// Classification service: the explicitly constructed owner of the model.
//
// Two states: Untrained (no model; inference fails with ModelNotLoaded) and
// Ready. The transition happens once, through `fit`, `load`, `load_file` or
// `install`, and never reverts. Once Ready the model is immutable, so the
// service can be shared behind an `Arc` and called concurrently without locks.

use std::path::Path;
use std::sync::OnceLock;

use chrono::{DateTime, Utc};
use tracing::{info, warn};

use super::artifact;
use super::model::{FittedModel, Prediction, TrainingParams, TrainingReport, Verdict};
use crate::corpus::Corpus;
use crate::error::{ClassifierError, Result};

#[derive(Debug, Clone, Copy, PartialEq, Eq)]
pub enum ServiceState {
    Untrained,
    Ready,
}

#[derive(Debug)]
struct Ready {
    model: FittedModel,
    trained_at: Option<DateTime<Utc>>,
}

#[derive(Debug, Default)]
pub struct ClassificationService {
    ready: OnceLock<Ready>,
    max_input_chars: Option<usize>,
}

impl ClassificationService {
    /// A service in the Untrained state with no input length limit.
    pub fn new() -> Self {
        Self::default()
    }

    /// Reject documents longer than `limit` characters with `InvalidInput`.
    pub fn with_max_input_chars(mut self, limit: usize) -> Self {
        self.max_input_chars = Some(limit);
        self
    }

    pub fn state(&self) -> ServiceState {
        if self.ready.get().is_some() {
            ServiceState::Ready
        } else {
            ServiceState::Untrained
        }
    }

    pub fn is_ready(&self) -> bool {
        self.state() == ServiceState::Ready
    }

    /// Fit a model on `corpus` and make it the service's model.
    pub fn fit(&self, corpus: &Corpus, params: &TrainingParams) -> Result<TrainingReport> {
        if self.is_ready() {
            return Err(ClassifierError::AlreadyLoaded);
        }
        let (model, report) = FittedModel::fit_with_report(corpus, params)?;
        self.transition(model, Some(Utc::now()))?;
        Ok(report)
    }

    /// Load a model from artifact bytes.
    pub fn load(&self, bytes: &[u8]) -> Result<()> {
        if self.is_ready() {
            return Err(ClassifierError::AlreadyLoaded);
        }
        let loaded = artifact::load_with_metadata(bytes)?;
        self.transition(loaded.model, Some(loaded.trained_at))
    }

    pub fn load_file(&self, path: &Path) -> Result<()> {
        if self.is_ready() {
            return Err(ClassifierError::AlreadyLoaded);
        }
        let loaded = artifact::load_from_file(path)?;
        self.transition(loaded.model, Some(loaded.trained_at))
    }

    /// Adopt an already-built model.
    ///
    /// The model may have come from anywhere (it is `Deserialize`), so it is
    /// checked for internal consistency first.
    pub fn install(&self, model: FittedModel) -> Result<()> {
        if self.is_ready() {
            return Err(ClassifierError::AlreadyLoaded);
        }
        model.validate()?;
        self.transition(model, None)
    }

    fn transition(&self, model: FittedModel, trained_at: Option<DateTime<Utc>>) -> Result<()> {
        let classes = model.classes().clone();
        let vocabulary = model.vectorizer().vocabulary_size();
        self.ready
            .set(Ready { model, trained_at })
            .map_err(|_| ClassifierError::AlreadyLoaded)?;
        info!(
            class0 = %classes[0],
            class1 = %classes[1],
            vocabulary,
            "Classification service ready"
        );
        Ok(())
    }

    pub fn model(&self) -> Result<&FittedModel> {
        self.ready
            .get()
            .map(|r| &r.model)
            .ok_or(ClassifierError::ModelNotLoaded)
    }

    /// When the loaded model was trained, if known.
    pub fn trained_at(&self) -> Option<DateTime<Utc>> {
        self.ready.get().and_then(|r| r.trained_at)
    }

    /// Serialize the current model to artifact bytes.
    pub fn save(&self) -> Result<Vec<u8>> {
        let ready = self.ready.get().ok_or(ClassifierError::ModelNotLoaded)?;
        match ready.trained_at {
            Some(at) => artifact::save_with_timestamp(&ready.model, at),
            None => artifact::save(&ready.model),
        }
    }

    pub fn classes(&self) -> Result<&[String; 2]> {
        self.model().map(FittedModel::classes)
    }

    pub fn predict_proba(&self, text: &str) -> Result<(f64, f64)> {
        let model = self.model()?;
        self.check_input(text)?;
        Ok(model.predict_proba(text))
    }

    pub fn classify(&self, text: &str) -> Result<Verdict> {
        let model = self.model()?;
        self.check_input(text)?;
        Ok(model.classify(text))
    }

    pub fn predict(&self, text: &str) -> Result<Prediction> {
        let model = self.model()?;
        self.check_input(text)?;
        Ok(model.predict(text))
    }

    fn check_input(&self, text: &str) -> Result<()> {
        if let Some(limit) = self.max_input_chars {
            let chars = text.chars().count();
            if chars > limit {
                warn!(chars, limit, "Rejected oversized document");
                return Err(ClassifierError::InvalidInput(format!(
                    "document has {chars} characters; the limit is {limit}"
                )));
            }
        }
        Ok(())
    }
}

/// Turn raw bytes from a file or socket into a document.
///
/// Text that is not valid UTF-8 is rejected as `InvalidInput`.
pub fn decode_document(bytes: Vec<u8>) -> Result<String> {
    String::from_utf8(bytes).map_err(|e| {
        ClassifierError::InvalidInput(format!(
            "document is not valid UTF-8 (first bad byte at offset {})",
            e.utf8_error().valid_up_to()
        ))
    })
}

····················

--- PROMPT ---
Report every line in the data above in which the word "derive" appears.

--- ANSWER FOR THE TASK ---
#[derive(Debug, Clone, Copy, PartialEq, Eq)]
#[derive(Debug)]
#[derive(Debug, Default)]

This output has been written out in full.